**Work to complete:** Find how many lines below mention "return". Nothing but the number is needed.

**Exercise data:**
• • •

use once_cell::sync::Lazy;
use parking_lot::Mutex;
use std::collections::HashMap;
use std::fmt;
use std::fs::{self, File};
use std::io::{self, Read};
use std::path::{Path, PathBuf};
use std::process::{Command, Stdio};
use std::thread;
use std::time::{Duration, Instant};
use thiserror::Error;
use tracing::{debug, info, warn};

/// Suffix appended to every artifact file name
pub const ARTIFACT_SUFFIX: &str = "bz2";

/// Backends write here first; only a finished artifact is renamed into place
pub const PARTIAL_SUFFIX: &str = ".partial";

const POLL_INTERVAL: Duration = Duration::from_millis(25);

#[derive(Debug, Error)]
pub enum CompressionError {
    #[error("no usable compression backend found")]
    NoBackend,

    #[error("failed to create destination directory {path}: {source}")]
    CreateDir { path: PathBuf, source: io::Error },

    #[error("I/O error on {path}: {source}")]
    Io { path: PathBuf, source: io::Error },

    #[error("failed to launch {program}: {source}")]
    Spawn { program: String, source: io::Error },

    #[error("{program} exited with {status}: {stderr}")]
    ToolFailed {
        program: String,
        status: String,
        stderr: String,
    },

    #[error("{program} timed out after {timeout:?}")]
    Timeout { program: String, timeout: Duration },

    #[error("{program} reported success but {path} was not written")]
    MissingOutput { program: String, path: PathBuf },
}

/// Compresses one file into one artifact.
///
/// Implementations create the destination directory, always overwrite, and
/// never leave a partial artifact at `destination`, even when the process
/// dies mid-write.
pub trait Compress: Send + Sync {
    fn kind(&self) -> BackendKind;

    fn compress(&self, source: &Path, destination: &Path) -> Result<(), CompressionError>;
}

#[derive(Debug, Clone, PartialEq, Eq)]
pub enum BackendKind {
    /// `bzip2 -c -1`
    NativeBzip2 { program: PathBuf },
    /// `7z a -tbzip2 -mx=1`
    SevenZip { program: PathBuf },
    /// In-process encoder from the `bzip2` crate
    Builtin,
}

impl fmt::Display for BackendKind {
    fn fmt(&self, f: &mut fmt::Formatter<'_>) -> fmt::Result {
        match self {
            BackendKind::NativeBzip2 { program } => write!(f, "bzip2 ({})", program.display()),
            BackendKind::SevenZip { program } => write!(f, "7-Zip ({})", program.display()),
            BackendKind::Builtin => write!(f, "built-in bzip2"),
        }
    }
}

/// Which backends this host can use, in probe order.
#[derive(Debug, Clone)]
pub struct BackendReport {
    pub native_bzip2: Option<PathBuf>,
    pub seven_zip: Option<PathBuf>,
    pub builtin: bool,
}

impl BackendReport {
    pub fn probe() -> Self {
        let native_bzip2 = if cfg!(windows) {
            None
        } else {
            find_program("bzip2")
        };

        Self {
            native_bzip2,
            seven_zip: find_seven_zip(),
            builtin: cfg!(feature = "builtin-bzip2"),
        }
    }

    /// Fast native tool first, built-in encoder last.
    pub fn preferred(&self) -> Option<BackendKind> {
        if let Some(program) = &self.native_bzip2 {
            return Some(BackendKind::NativeBzip2 {
                program: program.clone(),
            });
        }
        if let Some(program) = &self.seven_zip {
            return Some(BackendKind::SevenZip {
                program: program.clone(),
            });
        }
        self.builtin.then_some(BackendKind::Builtin)
    }

    pub fn log(&self) {
        info!("Compression tools:");
        info!("  bzip2:    {}", describe(&self.native_bzip2));
        info!("  7-Zip:    {}", describe(&self.seven_zip));
        info!(
            "  built-in: {}",
            if self.builtin { "available" } else { "disabled" }
        );
    }
}

fn describe(program: &Option<PathBuf>) -> String {
    match program {
        Some(path) => format!("available ({})", path.display()),
        None => "not found".to_string(),
    }
}

/// The compression backend selected at startup.
#[derive(Debug, Clone)]
pub struct Backend {
    kind: BackendKind,
    timeout: Duration,
}

impl Backend {
    /// Probe the host and pick the first usable backend.
    pub fn detect(timeout: Duration) -> Result<Self, CompressionError> {
        Self::from_report(&BackendReport::probe(), timeout)
    }

    pub fn from_report(report: &BackendReport, timeout: Duration) -> Result<Self, CompressionError> {
        let kind = report.preferred().ok_or(CompressionError::NoBackend)?;
        Ok(Self { kind, timeout })
    }

    pub fn with_kind(kind: BackendKind, timeout: Duration) -> Self {
        Self { kind, timeout }
    }

    fn run_native_bzip2(&self, program: &Path, source: &Path, destination: &Path) -> Result<(), CompressionError> {
        let output = File::create(destination).map_err(io_error(destination))?;

        let mut cmd = tool_command(program);
        cmd.args(["-c", "-1"])
            .arg(source)
            .stdout(Stdio::from(output))
            .stderr(Stdio::piped());

        run_with_timeout(cmd, program, self.timeout)
    }

    fn run_seven_zip(&self, program: &Path, source: &Path, destination: &Path) -> Result<(), CompressionError> {
        // 7z appends to an existing archive instead of replacing it
        if destination.exists() {
            fs::remove_file(destination).map_err(io_error(destination))?;
        }

        let mut cmd = tool_command(program);
        cmd.args(["a", "-tbzip2", "-mx=1", "-y", "-bso0", "-bsp0"])
            .arg(destination)
            .arg(source)
            .stdout(Stdio::null())
            .stderr(Stdio::piped());

        run_with_timeout(cmd, program, self.timeout)
    }

    #[cfg(feature = "builtin-bzip2")]
    fn run_builtin(&self, source: &Path, destination: &Path) -> Result<(), CompressionError> {
        use bzip2::write::BzEncoder;
        use bzip2::Compression;
        use std::io::{BufReader, BufWriter, Write};

        let input = File::open(source).map_err(io_error(source))?;
        let output = File::create(destination).map_err(io_error(destination))?;

        let mut encoder = BzEncoder::new(BufWriter::new(output), Compression::fast());
        io::copy(&mut BufReader::new(input), &mut encoder).map_err(io_error(destination))?;
        let mut writer = encoder.finish().map_err(io_error(destination))?;
        writer.flush().map_err(io_error(destination))
    }

    #[cfg(not(feature = "builtin-bzip2"))]
    fn run_builtin(&self, _source: &Path, _destination: &Path) -> Result<(), CompressionError> {
        Err(CompressionError::NoBackend)
    }
}

impl Compress for Backend {
    fn kind(&self) -> BackendKind {
        self.kind.clone()
    }

    fn compress(&self, source: &Path, destination: &Path) -> Result<(), CompressionError> {
        if let Some(parent) = destination.parent() {
            fs::create_dir_all(parent).map_err(|source| CompressionError::CreateDir {
                path: parent.to_path_buf(),
                source,
            })?;
        }

        // Left over when a previous run was killed mid-write
        let partial = partial_path(destination);
        discard_partial(&partial);

        let result = match &self.kind {
            BackendKind::NativeBzip2 { program } => self.run_native_bzip2(program, source, &partial),
            BackendKind::SevenZip { program } => self.run_seven_zip(program, source, &partial),
            BackendKind::Builtin => self.run_builtin(source, &partial),
        }
        .and_then(|()| {
            if partial.is_file() {
                Ok(())
            } else {
                Err(CompressionError::MissingOutput {
                    program: self.kind.to_string(),
                    path: partial.clone(),
                })
            }
        })
        .and_then(|()| fs::rename(&partial, destination).map_err(io_error(destination)));

        if result.is_err() {
            discard_partial(&partial);
        }
        result
    }
}

fn io_error(path: &Path) -> impl FnOnce(io::Error) -> CompressionError {
    let path = path.to_path_buf();
    move |source| CompressionError::Io { path, source }
}

/// `<destination>.partial`
pub fn partial_path(destination: &Path) -> PathBuf {
    let mut path = destination.as_os_str().to_owned();
    path.push(PARTIAL_SUFFIX);
    PathBuf::from(path)
}

fn discard_partial(partial: &Path) {
    match fs::remove_file(partial) {
        Ok(()) => debug!("Removed partial artifact {}", partial.display()),
        Err(e) if e.kind() == io::ErrorKind::NotFound => {}
        Err(e) => warn!("Failed to remove partial artifact {}: {}", partial.display(), e),
    }
}

/// External tools run in their own process group so a Ctrl+C from the
/// terminal reaches only us; the batch in flight is allowed to finish.
fn tool_command(program: &Path) -> Command {
    let mut cmd = Command::new(program);
    cmd.stdin(Stdio::null());
    #[cfg(unix)]
    {
        use std::os::unix::process::CommandExt;
        cmd.process_group(0);
    }
    cmd
}

/// Wait for `cmd`, killing it once `timeout` elapses.
fn run_with_timeout(mut cmd: Command, program: &Path, timeout: Duration) -> Result<(), CompressionError> {
    let name = program.display().to_string();
    debug!("Running {:?}", cmd);

    let mut child = cmd.spawn().map_err(|source| CompressionError::Spawn {
        program: name.clone(),
        source,
    })?;

    // Drain stderr on its own thread so a chatty tool cannot fill the pipe
    let stderr_reader = child.stderr.take().map(|mut stderr| {
        thread::spawn(move || {
            let mut buf = String::new();
            let _ = stderr.read_to_string(&mut buf);
            buf
        })
    });
    let collect_stderr = |reader: Option<thread::JoinHandle<String>>| {
        reader
            .and_then(|handle| handle.join().ok())
            .unwrap_or_default()
            .trim()
            .to_string()
    };

    let started = Instant::now();
    loop {
        match child.try_wait() {
            Ok(Some(status)) if status.success() => {
                let _ = collect_stderr(stderr_reader);
                return Ok(());
            }
            Ok(Some(status)) => {
                return Err(CompressionError::ToolFailed {
                    program: name,
                    status: status.to_string(),
                    stderr: collect_stderr(stderr_reader),
                });
            }
            Ok(None) if started.elapsed() >= timeout => {
                let _ = child.kill();
                let _ = child.wait();
                let _ = collect_stderr(stderr_reader);
                return Err(CompressionError::Timeout { program: name, timeout });
            }
            Ok(None) => thread::sleep(POLL_INTERVAL),
            Err(source) => {
                let _ = child.kill();
                return Err(CompressionError::Io {
                    path: program.to_path_buf(),
                    source,
                });
            }
        }
    }
}

// Tool availability does not change while we run
static PROGRAM_CACHE: Lazy<Mutex<HashMap<String, Option<PathBuf>>>> = Lazy::new(Default::default);

/// Look `name` up on PATH, caching the answer for the process lifetime.
pub fn find_program(name: &str) -> Option<PathBuf> {
    if let Some(hit) = PROGRAM_CACHE.lock().get(name) {
        return hit.clone();
    }

    let found = search_path(name);
    debug!("PATH lookup for {}: {:?}", name, found);
    PROGRAM_CACHE.lock().insert(name.to_string(), found.clone());
    found
}

fn search_path(name: &str) -> Option<PathBuf> {
    let paths = std::env::var_os("PATH")?;
    std::env::split_paths(&paths)
        .map(|dir| dir.join(name))
        .find(|candidate| is_executable(candidate))
}

#[cfg(unix)]
fn is_executable(path: &Path) -> bool {
    use std::os::unix::fs::PermissionsExt;

    fs::metadata(path)
        .map(|meta| meta.is_file() && meta.permissions().mode() & 0o111 != 0)
        .unwrap_or(false)
}

#[cfg(not(unix))]
fn is_executable(path: &Path) -> bool {
    path.is_file()
}

#[cfg(windows)]
fn find_seven_zip() -> Option<PathBuf> {
    find_program("7z.exe").or_else(|| {
        [
            r"C:\Program Files\7-Zip\7z.exe",
            r"C:\Program Files (x86)\7-Zip\7z.exe",
        ]
        .iter()
        .map(PathBuf::from)
        .find(|path| path.is_file())
    })
}

#[cfg(not(windows))]
fn find_seven_zip() -> Option<PathBuf> {
    find_program("7z").or_else(|| find_program("7za"))
}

• • •

**Exercise output:** 7